● **TRY IT**: A word-for-word repeat of the records below is what this calls for.

● **SOURCE DATA**:

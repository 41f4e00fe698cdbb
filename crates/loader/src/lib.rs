//! Index payload loader with ordered fallback sources.
//!
//! Attempts a network GET against each source in order: the primary URL
//! first, then each proxy template with the primary URL substituted in.
//! Attempts are sequential, each awaited to completion; the first successful
//! parse short-circuits the rest, and only exhausting every source surfaces
//! an error.

mod error;

use std::time::Duration;

use specdex_core::RawPayload;

pub use crate::error::LoaderError;

/// Request timeout for a single source attempt.
const REQUEST_TIMEOUT_SECS: u64 = 30;

/// One fetchable source for the index payload.
#[derive(Debug, Clone, PartialEq, Eq)]
pub struct Source {
    /// Human-readable label used in logs and errors.
    pub label: String,
    pub url: String,
}

/// Build the ordered source chain: the primary URL, then one source per
/// proxy template.
///
/// A template containing `{url}` gets the percent-encoded primary URL
/// substituted; a template without it gets the primary URL appended as-is
/// (prefix-style proxies).
#[must_use]
pub fn source_chain(primary: &str, proxy_templates: &[String]) -> Vec<Source> {
    let mut sources =
        vec![Source { label: "primary".to_owned(), url: primary.to_owned() }];
    for (ix, template) in proxy_templates.iter().enumerate() {
        let url = if template.contains("{url}") {
            template.replace("{url}", &urlencoding::encode(primary))
        } else {
            format!("{template}{primary}")
        };
        sources.push(Source { label: format!("proxy-{}", ix + 1), url });
    }
    sources
}

/// The parsed payload plus which source produced it.
#[derive(Debug)]
pub struct LoadedIndex {
    pub payload: RawPayload,
    pub source_label: String,
    /// True when anything other than the primary source succeeded.
    pub via_fallback: bool,
}

/// Sequential-fallback loader for the index payload.
#[derive(Debug)]
pub struct PayloadLoader {
    client: reqwest::Client,
    sources: Vec<Source>,
}

impl PayloadLoader {
    /// Build a loader over the primary URL and its proxy templates.
    ///
    /// # Errors
    /// Returns an error if the HTTP client cannot be built (TLS backend failure).
    pub fn new(primary: &str, proxy_templates: &[String]) -> Result<Self, LoaderError> {
        Self::with_sources(source_chain(primary, proxy_templates))
    }

    /// Build a loader over an explicit source chain.
    ///
    /// # Errors
    /// Returns an error if the HTTP client cannot be built.
    pub fn with_sources(sources: Vec<Source>) -> Result<Self, LoaderError> {
        let client = reqwest::Client::builder()
            .timeout(Duration::from_secs(REQUEST_TIMEOUT_SECS))
            .build()
            .map_err(|e| LoaderError::ClientInit(e.to_string()))?;
        Ok(Self { client, sources })
    }

    /// Fetch the index, falling through the source chain in order.
    ///
    /// # Errors
    /// Returns `AllSourcesFailed` wrapping the last per-source error once
    /// every source has been attempted.
    pub async fn load(&self) -> Result<LoadedIndex, LoaderError> {
        let mut last_error: Option<LoaderError> = None;

        for (ix, source) in self.sources.iter().enumerate() {
            match self.attempt(source).await {
                Ok(payload) => {
                    tracing::info!(source = %source.label, "index payload loaded");
                    return Ok(LoadedIndex {
                        payload,
                        source_label: source.label.clone(),
                        via_fallback: ix > 0,
                    });
                },
                Err(e) => {
                    tracing::warn!(source = %source.label, error = %e, "source attempt failed");
                    last_error = Some(e);
                },
            }
        }

        Err(LoaderError::AllSourcesFailed(Box::new(
            last_error.unwrap_or(LoaderError::NoSources),
        )))
    }

    async fn attempt(&self, source: &Source) -> Result<RawPayload, LoaderError> {
        let response = self.client.get(&source.url).send().await?;
        let status = response.status();
        if !status.is_success() {
            let body = response
                .text()
                .await
                .unwrap_or_else(|_| "could not read error body".to_owned());
            return Err(LoaderError::HttpStatus {
                label: source.label.clone(),
                code: status.as_u16(),
                body,
            });
        }
        let body = response.text().await?;
        serde_json::from_str(&body)
            .map_err(|e| LoaderError::JsonParse { label: source.label.clone(), source: e })
    }
}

● **EXERCISE RESPONSE**:
repository 41f4e00fe698cdbb
filename crates/loader/src/lib.rs
//! Index payload loader with ordered fallback sources.
//!
//! Attempts a network GET against each source in order: the primary URL
//! first, then each proxy template with the primary URL substituted in.
//! Attempts are sequential, each awaited to completion; the first successful
//! parse short-circuits the rest, and only exhausting every source surfaces
//! an error.

mod error;

use std::time::Duration;

use specdex_core::RawPayload;

pub use crate::error::LoaderError;

/// Request timeout for a single source attempt.
const REQUEST_TIMEOUT_SECS: u64 = 30;

/// One fetchable source for the index payload.
#[derive(Debug, Clone, PartialEq, Eq)]
pub struct Source {
    /// Human-readable label used in logs and errors.
    pub label: String,
    pub url: String,
}

/// Build the ordered source chain: the primary URL, then one source per
/// proxy template.
///
/// A template containing `{url}` gets the percent-encoded primary URL
/// substituted; a template without it gets the primary URL appended as-is
/// (prefix-style proxies).
#[must_use]
pub fn source_chain(primary: &str, proxy_templates: &[String]) -> Vec<Source> {
    let mut sources =
        vec![Source { label: "primary".to_owned(), url: primary.to_owned() }];
    for (ix, template) in proxy_templates.iter().enumerate() {
        let url = if template.contains("{url}") {
            template.replace("{url}", &urlencoding::encode(primary))
        } else {
            format!("{template}{primary}")
        };
        sources.push(Source { label: format!("proxy-{}", ix + 1), url });
    }
    sources
}

/// The parsed payload plus which source produced it.
#[derive(Debug)]
pub struct LoadedIndex {
    pub payload: RawPayload,
    pub source_label: String,
    /// True when anything other than the primary source succeeded.
    pub via_fallback: bool,
}

/// Sequential-fallback loader for the index payload.
#[derive(Debug)]
pub struct PayloadLoader {
    client: reqwest::Client,
    sources: Vec<Source>,
}

impl PayloadLoader {
    /// Build a loader over the primary URL and its proxy templates.
    ///
    /// # Errors
    /// Returns an error if the HTTP client cannot be built (TLS backend failure).
    pub fn new(primary: &str, proxy_templates: &[String]) -> Result<Self, LoaderError> {
        Self::with_sources(source_chain(primary, proxy_templates))
    }

    /// Build a loader over an explicit source chain.
    ///
    /// # Errors
    /// Returns an error if the HTTP client cannot be built.
    pub fn with_sources(sources: Vec<Source>) -> Result<Self, LoaderError> {
        let client = reqwest::Client::builder()
            .timeout(Duration::from_secs(REQUEST_TIMEOUT_SECS))
            .build()
            .map_err(|e| LoaderError::ClientInit(e.to_string()))?;
        Ok(Self { client, sources })
    }

    /// Fetch the index, falling through the source chain in order.
    ///
    /// # Errors
    /// Returns `AllSourcesFailed` wrapping the last per-source error once
    /// every source has been attempted.
    pub async fn load(&self) -> Result<LoadedIndex, LoaderError> {
        let mut last_error: Option<LoaderError> = None;

        for (ix, source) in self.sources.iter().enumerate() {
            match self.attempt(source).await {
                Ok(payload) => {
                    tracing::info!(source = %source.label, "index payload loaded");
                    return Ok(LoadedIndex {
                        payload,
                        source_label: source.label.clone(),
                        via_fallback: ix > 0,
                    });
                },
                Err(e) => {
                    tracing::warn!(source = %source.label, error = %e, "source attempt failed");
                    last_error = Some(e);
                },
            }
        }

        Err(LoaderError::AllSourcesFailed(Box::new(
            last_error.unwrap_or(LoaderError::NoSources),
        )))
    }

    async fn attempt(&self, source: &Source) -> Result<RawPayload, LoaderError> {
        let response = self.client.get(&source.url).send().await?;
        let status = response.status();
        if !status.is_success() {
            let body = response
                .text()
                .await
                .unwrap_or_else(|_| "could not read error body".to_owned());
            return Err(LoaderError::HttpStatus {
                label: source.label.clone(),
                code: status.as_u16(),
                body,
            });
        }
        let body = response.text().await?;
        serde_json::from_str(&body)
            .map_err(|e| LoaderError::JsonParse { label: source.label.clone(), source: e })
    }
}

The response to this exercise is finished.